In her “eminent reasonability” we see that Robin is good at her job because she has internalised the truth of rape: rapists do it, and they victimise everybody else when they do. In fact she is not “reasonable,” she’s truthful. Johnno was a victim of the rapists without them raping him. He was bullied, and tortured with the torture of his sweetheart. Robin’s primacy is not in question, in the who-had-it-worst stakes, but “my toe’s broken” means pain as surely as “my leg’s chopped off.” Johnno’s not allowed himself to acknowledge his victimhood or respect his own pain because he prioritises her more extreme experience. Robin’s a trained agent of justice, a specialist in sexualised assault, and we’re shown her telling the core truth of her role: you are not to blame for what they did to you. Campion didn’t give us a revenge narrative, Robin lashing out in reaction to her own rape.
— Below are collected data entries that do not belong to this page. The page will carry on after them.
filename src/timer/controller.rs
use std::{
    sync::{
        atomic::{AtomicI64, Ordering},
        Arc, Mutex as StdMutex, MutexGuard, Weak,
    },
    time::Duration,
};

use chrono::{DateTime, SubsecRound, Utc};
use tokio::{
    sync::{broadcast, Mutex},
    task::JoinHandle,
    time::{self, Instant},
};
use tokio_util::sync::CancellationToken;

use crate::{
    db::SessionStore,
    distraction::{DistractionCallback, DistractionTracker, LifecycleSource, TrackerState},
    error::SessionError,
    models::{DistractionKind, FocusReading, SessionRecord},
    sensing::{focus_loop, FocusMonitor, FrameSource, DEFAULT_FOCUS_INTERVAL},
};

use super::{SessionEvent, SessionSnapshot, SessionState, TimerState};

// Set to true to enable verbose logging in this module
const ENABLE_LOGS: bool = true;

use crate::{log_debug, log_error, log_info, log_warn};

pub const DEFAULT_TICK_INTERVAL: Duration = Duration::from_secs(1);
const DEFAULT_HEARTBEAT_TICKS: u32 = 10;
const EVENT_CAPACITY: usize = 64;

#[derive(Debug, Clone)]
pub struct AccountantConfig {
    /// Countdown resolution.
    pub tick_interval: Duration,
    pub heartbeat_every_ticks: u32,
    pub focus_interval: Duration,
    pub alerts_enabled: bool,
}

impl Default for AccountantConfig {
    fn default() -> Self {
        let debug_mode = std::env::var("STUDYFOCUS_DEBUG")
            .map(|value| value == "1" || value.eq_ignore_ascii_case("true"))
            .unwrap_or(false);

        Self {
            tick_interval: DEFAULT_TICK_INTERVAL,
            heartbeat_every_ticks: if debug_mode { 1 } else { DEFAULT_HEARTBEAT_TICKS },
            focus_interval: DEFAULT_FOCUS_INTERVAL,
            alerts_enabled: true,
        }
    }
}

struct FocusPipeline {
    monitor: Arc<FocusMonitor>,
    frames: Arc<dyn FrameSource>,
}

struct FocusTask {
    cancel_token: CancellationToken,
    handle: JoinHandle<()>,
}

struct AccountantInner<S: SessionStore> {
    state: StdMutex<TimerState>,
    tracker: Mutex<DistractionTracker<S>>,
    store: S,
    focus: Option<FocusPipeline>,
    ticker: Mutex<Option<JoinHandle<()>>>,
    focus_task: Mutex<Option<FocusTask>>,
    events: broadcast::Sender<SessionEvent>,
    config: AccountantConfig,
    last_session_id: AtomicI64,
}

/// Owns one study session at a time: countdown, distraction tracking, focus
/// readings, and the final `SessionRecord`.
///
/// Cloning yields another handle to the same session.
#[derive(Clone)]
pub struct SessionAccountant<S: SessionStore> {
    inner: Arc<AccountantInner<S>>,
}

pub struct SessionAccountantBuilder<S: SessionStore> {
    planned_duration_sec: u32,
    store: S,
    lifecycle: Arc<dyn LifecycleSource>,
    config: AccountantConfig,
    focus: Option<FocusPipeline>,
}

impl<S: SessionStore> SessionAccountantBuilder<S> {
    pub fn config(mut self, config: AccountantConfig) -> Self {
        self.config = config;
        self
    }

    /// Run the focus loop on `frames` while the session is running.
    pub fn focus_monitor(mut self, monitor: Arc<FocusMonitor>, frames: Arc<dyn FrameSource>) -> Self {
        self.focus = Some(FocusPipeline { monitor, frames });
        self
    }

    pub fn build(self) -> Result<SessionAccountant<S>, SessionError> {
        if self.planned_duration_sec == 0 {
            return Err(SessionError::InvalidDuration);
        }

        let (events, _) = broadcast::channel(EVENT_CAPACITY);
        let planned_ms = u64::from(self.planned_duration_sec) * 1000;

        Ok(SessionAccountant {
            inner: Arc::new(AccountantInner {
                state: StdMutex::new(TimerState::new(planned_ms)),
                tracker: Mutex::new(DistractionTracker::new(self.lifecycle, self.store.clone())),
                store: self.store,
                focus: self.focus,
                ticker: Mutex::new(None),
                focus_task: Mutex::new(None),
                events,
                config: self.config,
                last_session_id: AtomicI64::new(0),
            }),
        })
    }
}
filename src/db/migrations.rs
use anyhow::{bail, Context, Result};
use rusqlite::{Connection, Transaction};

const CURRENT_SCHEMA_VERSION: i32 = 1;

pub fn run_migrations(conn: &mut Connection) -> Result<()> {
    let mut version: i32 = conn
        .pragma_query_value(None, "user_version", |row| row.get(0))
        .context("failed to read user_version pragma")?;

    if version > CURRENT_SCHEMA_VERSION {
        bail!(
            "database version ({}) is newer than supported schema ({})",
            version,
            CURRENT_SCHEMA_VERSION
        );
    }

    if version == CURRENT_SCHEMA_VERSION {
        return Ok(());
    }

    let tx = conn
        .transaction()
        .context("failed to open migration transaction")?;

    while version < CURRENT_SCHEMA_VERSION {
        let next_version = version + 1;
        apply_migration(&tx, next_version)
            .with_context(|| format!("migration to version {next_version} failed"))?;
        version = next_version;
    }

    tx.pragma_update(None, "user_version", CURRENT_SCHEMA_VERSION)
        .context("failed to update user_version pragma")?;
    tx.commit().context("failed to commit migrations")?;

    Ok(())
}

fn apply_migration(tx: &Transaction<'_>, version: i32) -> Result<()> {
    match version {
        1 => {
            tx.execute_batch(include_str!("schemas/schema_v1.sql"))
                .context("failed to execute schema_v1.sql")?;
            Ok(())
        }
        _ => bail!("unknown migration target version: {version}"),
    }
}
mod distractions;
mod sessions;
She gave us one of justice. Robin seeing the destructive force in sexual violence and working seriously to counter it. Message: being a victim of injustice does not impede one’s ability to observe it. Advocating for your own demographic is not corrupt. Message compounded: when a woman’s arguing with her lover, she has a perfect right to stand her ground and fight her corner. Know your truth, babes, don’t let a fuckboy convince you you’re drama.
I can’t stand the reduction to reasonable. I can’t stand the accusation of essentialism, reductive gender war bullshit when this sort of THINK BIGGER code is in the text, the direction, acted as plain as the nose on your face! This sort of gently, rarely excavated humanity, female humanity, offered to an audience that just… belittles it. It hurts me. It’s a bloody tragedy. Our humanity is made this clear, and you can’t focus on it even now? You’re defining the perception of feminist art for your readers and you’re calling it irrational and sexist. Can you not? Can you just murder me, instead?
Matt, Mark, Luke and Johnno and a land called Paradise. What do we remember from the Bible?
It all comes down to Eve’s fault. Ask anyone.
(Not her)
AV Club asked anyone but “her”.
Laketop prioritised men’s perspectives and nothing but destruction came after.